Troubleshooting Scenarios (Common Interview Questions)
Scenario: API latency increased 5x after a deployment
- Check deployment diff (what changed?)
- Look at database query times (new N+1 query?)
- Check memory/CPU (resource saturation?)
- Check downstream service latency (dependency issue?)
- Check cache hit rate (cache invalidated by deployment?)
Scenario: Intermittent 503 errors for 5% of users
- Check pod health (some pods unhealthy?)
- Check node resources (one node overloaded?)
- Check network policies (connectivity issues?)
- Check load balancer algorithm (sticky sessions?)
- Check race conditions (connection pool exhaustion?)
Security (Increasingly Important in DevOps/SRE Interviews)
Key Topics
- Least privilege: IAM roles with minimal permissions, regular access reviews
- Network security: VPCs, security groups, private subnets for databases
- Secret management: Vault, AWS Secrets Manager, rotation policies
- Container security: Non-root containers, read-only filesystems, vulnerability scanning
- Supply chain security: Signed images, SBOM, dependency scanning, Sigstore
- Compliance: SOC2, HIPAA, GDPR implications for infrastructure
How to Practice for DevOps/SRE Interviews
- Build real infrastructure — Deploy a multi-service app on Kubernetes with Terraform, CI/CD, and monitoring
- Break things intentionally — Kill pods, saturate resources, inject network failures. Practice diagnosis.
- Write incident postmortems — For real outages you've experienced or read about publicly
- Practice design questions verbally — "Design a deployment pipeline for..." should be a 35-minute verbal exercise
- Mock interviews — DevOps/SRE interviews are highly conversational. Practice explaining architectures and troubleshooting scenarios out loud.
Frequently Asked Questions
What are the most important Kubernetes concepts for DevOps interviews?
The most critical Kubernetes concepts for interviews are: Pod lifecycle and debugging (CrashLoopBackOff, OOMKilled), Deployments with rolling update strategies, Services and networking (ClusterIP, Ingress, Network Policies), resource management (requests/limits, HPA), secrets management, and observability (health probes, logging, monitoring). Practice troubleshooting scenarios verbally.
How do I prepare for SRE interviews with no SRE experience?

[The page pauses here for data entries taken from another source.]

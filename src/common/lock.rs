use parking_lot::{RwLock, RwLockReadGuard, RwLockWriteGuard};
use std::collections::HashMap;
use std::sync::Arc;

/// A handle to a named read-write lock.
///
/// Handles are cheap to clone and all handles for the same name share the
/// same underlying lock.
#[derive(Clone)]
pub struct LockHandle {
    lock: Arc<RwLock<()>>,
}

impl LockHandle {
    /// Acquires the read side. Readers run concurrently with each other but
    /// block while a writer holds the lock.
    pub fn read(&self) -> RwLockReadGuard<'_, ()> {
        self.lock.read()
    }

    /// Acquires the write side exclusively.
    pub fn write(&self) -> RwLockWriteGuard<'_, ()> {
        self.lock.write()
    }
}

/// Registry of named read-write locks, one per collection.
///
/// Every mutating store operation holds the write side of its collection's
/// lock from the read-for-mutation through the point where both the backing
/// medium and the mirror cache have been updated. Guards release on drop, so
/// every exit path (including error returns) releases the lock.
///
/// # Examples
///
/// ```
/// use docket::common::LockRegistry;
/// let locks = LockRegistry::new();
/// let handle = locks.get_lock("designs");
/// {
///     let _guard = handle.write();
///     // exclusive critical section for "designs"
/// }
/// ```
#[derive(Clone)]
pub struct LockRegistry {
    locks: Arc<RwLock<HashMap<String, Arc<RwLock<()>>>>>,
}

impl LockRegistry {
    /// Creates a new empty lock registry.
    pub fn new() -> Self {
        LockRegistry {
            locks: Arc::new(RwLock::new(HashMap::new())),
        }
    }

    /// Gets the lock for the given name, creating it on first use.
    ///
    /// # Arguments
    ///
    /// * `name` - The name of the lock, usually a collection name
    pub fn get_lock(&self, name: &str) -> LockHandle {
        let lock = {
            let mut locks = self.locks.write();
            locks
                .entry(name.to_string())
                .or_insert_with(|| Arc::new(RwLock::new(())))
                .clone()
        };
        LockHandle { lock }
    }

    /// Removes a lock from the registry.
    ///
    /// Outstanding handles keep the underlying lock alive; only the
    /// registry entry is dropped.
    pub fn remove_lock(&self, name: &str) -> bool {
        let mut locks = self.locks.write();
        locks.remove(name).is_some()
    }

    /// Returns the number of locks currently registered.
    pub fn lock_count(&self) -> usize {
        let locks = self.locks.read();
        locks.len()
    }
}

impl Default for LockRegistry {
    fn default() -> Self {
        Self::new()
    }
}

#[cfg(test)]
mod tests {
    use super::*;
    use std::sync::atomic::{AtomicUsize, Ordering};
    use std::thread;

    #[test]
    fn test_new_registry_is_empty() {
        let locks = LockRegistry::new();
        assert_eq!(locks.lock_count(), 0);
    }

    #[test]
    fn test_get_lock_registers_once() {
        let locks = LockRegistry::new();
        let _a = locks.get_lock("designs");
        let _b = locks.get_lock("designs");
        assert_eq!(locks.lock_count(), 1);
    }

    #[test]
    fn test_handles_share_one_lock() {
        let locks = LockRegistry::new();
        let a = locks.get_lock("designs");
        let b = locks.get_lock("designs");
        let _write = a.write();
        // same lock, so try_read through the other handle must fail
        assert!(b.lock.try_read().is_none());
    }

    #[test]
    fn test_concurrent_readers() {
        let locks = Arc::new(LockRegistry::new());
        let counter = Arc::new(AtomicUsize::new(0));

        let mut handles = vec![];
        for _ in 0..4 {
            let locks = locks.clone();
            let counter = counter.clone();
            handles.push(thread::spawn(move || {
                let handle = locks.get_lock("designs");
                let _guard = handle.read();
                counter.fetch_add(1, Ordering::SeqCst);
            }));
        }
        for handle in handles {
            handle.join().unwrap();
        }

        assert_eq!(counter.load(Ordering::SeqCst), 4);
        assert_eq!(locks.lock_count(), 1);
    }

    #[test]
    fn test_remove_lock() {
        let locks = LockRegistry::new();
        let _handle = locks.get_lock("designs");
        assert!(locks.remove_lock("designs"));
        assert!(!locks.remove_lock("designs"));
        assert_eq!(locks.lock_count(), 0);
    }
}
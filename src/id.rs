use crate::common::epoch_millis_or_zero;
use crate::document::Value;
use crate::errors::{DocketError, DocketResult, ErrorKind};
use crate::ID_GENERATOR;
use log::{info, warn};
use parking_lot::Mutex;
use rand::rngs::OsRng;
use rand::Rng;
use std::fmt::{Debug, Display};

const NODE_ID_BITS: u64 = 10;
const SEQUENCE_BITS: u64 = 12;
const TIMESTAMP_SHIFT: u64 = NODE_ID_BITS + SEQUENCE_BITS;
const SEQUENCE_MASK: u64 = (1 << SEQUENCE_BITS) - 1;
const MAX_NODE_ID: u64 = (1 << NODE_ID_BITS) - 1;
// Twitter snowflake epoch, 2010-11-04
const EPOCH: u64 = 1288834974657;

struct GeneratorState {
    sequence: u64,
    last_timestamp: u64,
}

/// Snowflake-style generator for unique document identifiers.
///
/// Identifiers combine a millisecond timestamp, a node id derived from a
/// random UUID, and a per-process sequence. They are unique for the lifetime
/// of the running store instance and collision-resistant for a single local
/// dataset; no cross-instance coordination is attempted.
pub struct SnowflakeIdGenerator {
    node_id: u64,
    state: Mutex<GeneratorState>,
}

impl SnowflakeIdGenerator {
    pub fn new() -> Self {
        let mut node_id = derive_node_id();
        if node_id > MAX_NODE_ID {
            warn!("Node id can't be greater than {}", MAX_NODE_ID);
            node_id = OsRng.gen_range(1..=MAX_NODE_ID);
        }
        info!("Id generator initialized with node id: {}", node_id);

        SnowflakeIdGenerator {
            node_id,
            state: Mutex::new(GeneratorState {
                sequence: 0,
                last_timestamp: 0,
            }),
        }
    }

    /// Generates the next unique id.
    ///
    /// Timestamps never move backwards: if the wall clock regresses, the
    /// last observed timestamp is reused and the sequence disambiguates.
    pub fn next_id(&self) -> u64 {
        let mut state = self.state.lock();

        let mut timestamp = epoch_millis_or_zero() as u64;
        if timestamp < state.last_timestamp {
            timestamp = state.last_timestamp;
        }

        if timestamp == state.last_timestamp {
            state.sequence = (state.sequence + 1) & SEQUENCE_MASK;
            if state.sequence == 0 {
                // sequence exhausted within this millisecond
                timestamp += 1;
            }
        } else {
            state.sequence = 0;
        }
        state.last_timestamp = timestamp;
        let sequence = state.sequence;
        drop(state);

        ((timestamp - EPOCH) << TIMESTAMP_SHIFT) | (self.node_id << SEQUENCE_BITS) | sequence
    }
}

impl Default for SnowflakeIdGenerator {
    fn default() -> Self {
        Self::new()
    }
}

fn derive_node_id() -> u64 {
    let uuid = uuid::Uuid::new_v4();
    let uid = uuid.as_bytes();
    let rnd_byte = OsRng.gen::<u64>() & 0x0000_00FF;

    ((0x0000_00FF & uid[uid.len() - 1] as u64) | (0x0000_FF00 & (rnd_byte << 8))) >> 6
}

/// A unique identifier for documents.
///
/// Each document in a collection is uniquely identified by a `DocId` stored
/// in its `_id` field. Ids are generated by the process-wide
/// [SnowflakeIdGenerator] when a document is inserted without one.
///
/// Ids convert to `Value::String` for storage, so they survive the JSON
/// round trip through the backing medium unchanged and can be matched with
/// plain equality filters:
///
/// ```rust,ignore
/// let result = store.insert_one("designs", doc)?;
/// let found = store.find_one("designs", &Filter::parse(&doc! {
///     "_id": result.inserted_id.clone()
/// })?)?;
/// ```
#[derive(PartialEq, Eq, Ord, PartialOrd, Hash, Clone, Copy)]
pub struct DocId {
    id_value: u64,
}

impl DocId {
    /// Generates a new unique `DocId`.
    pub fn new() -> Self {
        DocId {
            id_value: ID_GENERATOR.next_id(),
        }
    }

    /// Parses a `DocId` from its string form.
    ///
    /// # Errors
    ///
    /// Returns an `InvalidId` error when the string is not a decimal id.
    pub fn parse(value: &str) -> DocketResult<DocId> {
        let id_value = value.parse::<u64>().map_err(|err| {
            log::error!("Invalid document id '{}': {}", value, err);
            DocketError::new(
                &format!("invalid document id: {}", value),
                ErrorKind::InvalidId,
            )
        })?;
        Ok(DocId { id_value })
    }

    /// Gets the numeric value of this id.
    pub fn id_value(&self) -> u64 {
        self.id_value
    }
}

impl Default for DocId {
    fn default() -> Self {
        DocId::new()
    }
}

impl Display for DocId {
    fn fmt(&self, f: &mut std::fmt::Formatter<'_>) -> std::fmt::Result {
        write!(f, "{}", self.id_value)
    }
}

impl Debug for DocId {
    fn fmt(&self, f: &mut std::fmt::Formatter<'_>) -> std::fmt::Result {
        write!(f, "DocId({})", self.id_value)
    }
}

impl From<DocId> for Value {
    fn from(id: DocId) -> Self {
        Value::String(id.to_string())
    }
}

Focus on: (1) Learn observability fundamentals (metrics, logs, traces, alerting), (2) Understand SLOs/SLIs/error budgets conceptually, (3) Practice incident response scenarios verbally, (4) Build a personal project with monitoring and CI/CD, (5) Read the Google SRE book (free online), (6) Study real incident postmortems from companies like Cloudflare, GitHub, and Datadog. SRE interviews value principles over specific tool experience.
Is coding important for DevOps and SRE interviews?
Yes. Most DevOps/SRE interviews include a coding round (Python, Go, or Bash). Common coding tasks include: writing automation scripts, implementing a health check system, creating a log parser, building a simple CLI tool, or solving infrastructure-related coding problems. The coding bar is typically lower than SDE interviews but you must demonstrate programming competence.
What is the difference between DevOps and SRE interviews?
DevOps interviews emphasize: CI/CD pipeline design, Infrastructure as Code (Terraform), containerization, automation, and developer experience. SRE interviews emphasize: reliability engineering (SLOs, error budgets), incident management, distributed systems understanding, capacity planning, and performance engineering. SRE roles typically require stronger coding skills and systems thinking.